== Task requirements ==
Search the data below for the string "return" and copy all lines where it shows up.

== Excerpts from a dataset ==

____

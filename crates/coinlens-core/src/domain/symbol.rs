use std::fmt::{Display, Formatter};

use serde::{Deserialize, Serialize};

use crate::ValidationError;

const MAX_SYMBOL_LEN: usize = 10;

/// Normalized crypto asset ticker such as `BTC` or `ETH`.
#[derive(Debug, Clone, PartialEq, Eq, PartialOrd, Ord, Hash, Serialize, Deserialize)]
#[serde(try_from = "String", into = "String")]
pub struct AssetSymbol(String);

impl AssetSymbol {
    /// Parse and normalize a ticker to uppercase.
    pub fn parse(input: &str) -> Result<Self, ValidationError> {
        let trimmed = input.trim();
        if trimmed.is_empty() {
            return Err(ValidationError::EmptySymbol);
        }

        let normalized = trimmed.to_ascii_uppercase();
        let len = normalized.chars().count();
        if len > MAX_SYMBOL_LEN {
            return Err(ValidationError::SymbolTooLong {
                len,
                max: MAX_SYMBOL_LEN,
            });
        }

        if let Some(first) = normalized.chars().next() {
            if !first.is_ascii_alphabetic() {
                return Err(ValidationError::SymbolInvalidStart { ch: first });
            }
        }

        for (index, ch) in normalized.chars().enumerate() {
            if !ch.is_ascii_alphanumeric() {
                return Err(ValidationError::SymbolInvalidChar { ch, index });
            }
        }

        Ok(Self(normalized))
    }

    /// Parse a comma separated list (`"btc, eth,XRP"`), dropping duplicates
    /// while keeping first-seen order.
    pub fn parse_list(input: &str) -> Result<Vec<Self>, ValidationError> {
        let mut symbols: Vec<Self> = Vec::new();
        for part in input.split(',').filter(|part| !part.trim().is_empty()) {
            let symbol = Self::parse(part)?;
            if !symbols.contains(&symbol) {
                symbols.push(symbol);
            }
        }

        if symbols.is_empty() {
            return Err(ValidationError::EmptySymbolList);
        }
        Ok(symbols)
    }

    pub fn as_str(&self) -> &str {
        &self.0
    }
}

impl Display for AssetSymbol {
    fn fmt(&self, f: &mut Formatter<'_>) -> std::fmt::Result {
        f.write_str(self.as_str())
    }
}

impl TryFrom<String> for AssetSymbol {
    type Error = ValidationError;

    fn try_from(value: String) -> Result<Self, Self::Error> {
        Self::parse(&value)
    }
}

impl TryFrom<&str> for AssetSymbol {
    type Error = ValidationError;

    fn try_from(value: &str) -> Result<Self, Self::Error> {
        Self::parse(value)
    }
}

impl From<AssetSymbol> for String {
    fn from(value: AssetSymbol) -> Self {
        value.0
    }
}

#[cfg(test)]
mod tests {
    use super::*;

    #[test]
    fn parses_and_normalizes_symbol() {
        let parsed = AssetSymbol::parse(" btc ").expect("symbol should parse");
        assert_eq!(parsed.as_str(), "BTC");
    }

    #[test]
    fn rejects_invalid_start() {
        let err = AssetSymbol::parse("1INCH").expect_err("must fail");
        assert!(matches!(err, ValidationError::SymbolInvalidStart { .. }));
    }

    #[test]
    fn rejects_pair_separators() {
        let err = AssetSymbol::parse("BTC/USD").expect_err("must fail");
        assert!(matches!(
            err,
            ValidationError::SymbolInvalidChar { ch: '/', index: 3 }
        ));
    }

    #[test]
    fn parse_list_dedupes_in_order() {
        let symbols = AssetSymbol::parse_list("eth,BTC, eth ,xrp,").expect("list should parse");
        let names: Vec<&str> = symbols.iter().map(AssetSymbol::as_str).collect();
        assert_eq!(names, ["ETH", "BTC", "XRP"]);
    }

    #[test]
    fn parse_list_rejects_empty_input() {
        let err = AssetSymbol::parse_list(" , ").expect_err("must fail");
        assert_eq!(err, ValidationError::EmptySymbolList);
    }
}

____

== Problem solution ==
            return Err(ValidationError::EmptySymbol);
            return Err(ValidationError::SymbolTooLong {
                return Err(ValidationError::SymbolInvalidStart { ch: first });
                return Err(ValidationError::SymbolInvalidChar { ch, index });
            return Err(ValidationError::EmptySymbolList);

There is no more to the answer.